A Sexta Turma do Superior Tribunal de Justiça (STJ) negou pedido do Ministério Público do Rio de Janeiro para reabrir o inquérito sobre a morte de Charles Machado da Silva e Luciano Custódio Sales, de 24 e 16 anos, respectivamente. Eles foram mortos durante uma operação policial realizada no Morro da Providência, no Rio de Janeiro, em 27 de setembro de 2004.
As mortes teriam ocorrido após intenso tiroteio envolvendo traficantes e membros da Core, unidade especial da Polícia Civil, que teriam subido a favela para prender integrantes da quadrilha. Há relatos de que os policiais teriam atirado com armamento especial a partir de helicóptero que sobrevoava o morro. A ação teria levado à morte dos jovens.
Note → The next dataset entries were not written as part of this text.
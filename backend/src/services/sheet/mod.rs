//! Edit events for the ticket sheet.
//!
//! The provided routes are:
//! - `POST /api/sheet/edit`: takes a `SheetEditRequest` (sheet name, 1-based
//!   row, and the cells that changed), queues it for the sync worker and
//!   returns `{"job_id": ...}` straight away. The worker applies the cells to
//!   the sheet and then runs the sync handler on the row.
//!
//! - `GET /api/sheet/status/{job_id}`: returns the job's `JobStatus`
//!   (`Pending`, `InProgress`, `Completed` or `Failed`) from the shared
//!   `JobsState`. A completed job carries a one-line summary of what the sync
//!   handler did; a failed one carries the reason the row was not synced.

use actix_web::web::{get, post, scope};
use actix_web::Scope;

mod edit;
mod get_status;

const API_PATH: &str = "/api/sheet";

/// Configures and returns the Actix scope for sheet edit routes.
pub fn configure_routes() -> Scope {
    scope(API_PATH)
        .route("/edit", post().to(edit::process))
        .route("/status/{job_id}", get().to(get_status::process))
}
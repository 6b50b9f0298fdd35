use serde::{Deserialize, Serialize};

/// Lifecycle of one queued sheet edit.
#[derive(Clone, Debug, PartialEq, Eq, Serialize, Deserialize)]
pub enum JobStatus {
    Pending,
    InProgress,
    /// The edit was applied and the sync handler ran. Holds a short summary of
    /// what the handler did.
    Completed(String),
    Failed(String),
}
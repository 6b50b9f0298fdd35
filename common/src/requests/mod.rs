use serde::{Deserialize, Serialize};

/// A single cell change. `column` is 1-based, like a spreadsheet.
#[derive(Debug, Clone, PartialEq, Eq, Serialize, Deserialize)]
pub struct CellEdit {
    pub column: usize,
    pub value: String,
}

#[derive(Debug, Clone, Serialize, Deserialize)]
/// Request payload for the sheet edit endpoint.
/// `row` is the 1-based row the edit touched; `cells` may be empty when the
/// edit has already been applied elsewhere and only the sync should run.
pub struct SheetEditRequest {
    pub sheet: String,
    pub row: usize,
    #[serde(default)]
    pub cells: Vec<CellEdit>,
}

#[derive(Debug, Deserialize)]
/// Query string of the sync log endpoint.
pub struct SyncLogQuery {
    pub limit: Option<usize>,
}
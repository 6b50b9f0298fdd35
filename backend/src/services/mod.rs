pub mod ack;
pub mod health;
pub mod sheet;
pub mod sync_log;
O MP ingressou com recurso no STJ contra decisão do Tribunal de Justiça do Rio de Janeiro (TJRJ) que impediu o desarquivamento do inquérito. O MP alegou que o TJRJ deveria permitir a reabertura em vista da existência de novas provas. A decisão da Justiça do Rio teria afrontado o artigo 18 do Código de Processo Penal (CPP).
Legítima defesa
O próprio MP havia solicitado o arquivamento por entender que os policiais agiram em legítima defesa (artigo 25 do Código Penal), tese acolhida pelo juiz da 3ª Vara Criminal da Comarca do Rio de Janeiro.
Após análise do caso pela Comissão de Direitos Humanos da Câmara dos Deputados, o procurador-geral de Justiça determinou a reabertura do inquérito, mas o TJRJ concluiu que a causa das mortes não poderia mais ser revista em razão da coisa julgada material.
Para o TJRJ, é nula a decisão do procurador-geral que, sob o argumento de pesquisa de novas provas, reabre um inquérito cujo arquivamento fora determinado pelo juiz a pedido de órgão do próprio MP, o qual reconheceu no caso a excludente de ilicitude da legítima defesa.
Segundo o tribunal fluminense, o Ministério Público não pode se sobrepor ao Judiciário, e se um magistrado decide, não pode o procurador-geral de Justiça, ainda que chefe da instituição ministerial, desconstituir autoritariamente essa decisão.
Questão de mérito
O entendimento da Sexta Turma do STJ manteve a decisão do TJRJ. O ministro Nefi Cordeiro, relator do processo, explicou que o arquivamento não ocorreu por falta de provas, de indícios de autoria ou de certeza de materialidade do crime, mas por reconhecimento da excludente de ilicitude (legítima defesa) – questão de mérito, que faz coisa julgada e impede a rediscussão do caso penal.
O artigo 18 do Código de Processo Penal e a Súmula 524 do Supremo Tribunal Federal permitem o desarquivamento do inquérito ante o surgimento de provas novas, mas tal permissão somente pode ser compreendida nos limites do arquivamento por falta de provas. Pensar o contrário, segundo o ministro, permitiria a reabertura de inquéritos por revaloração jurídica e afastaria a segurança das soluções judiciais de mérito.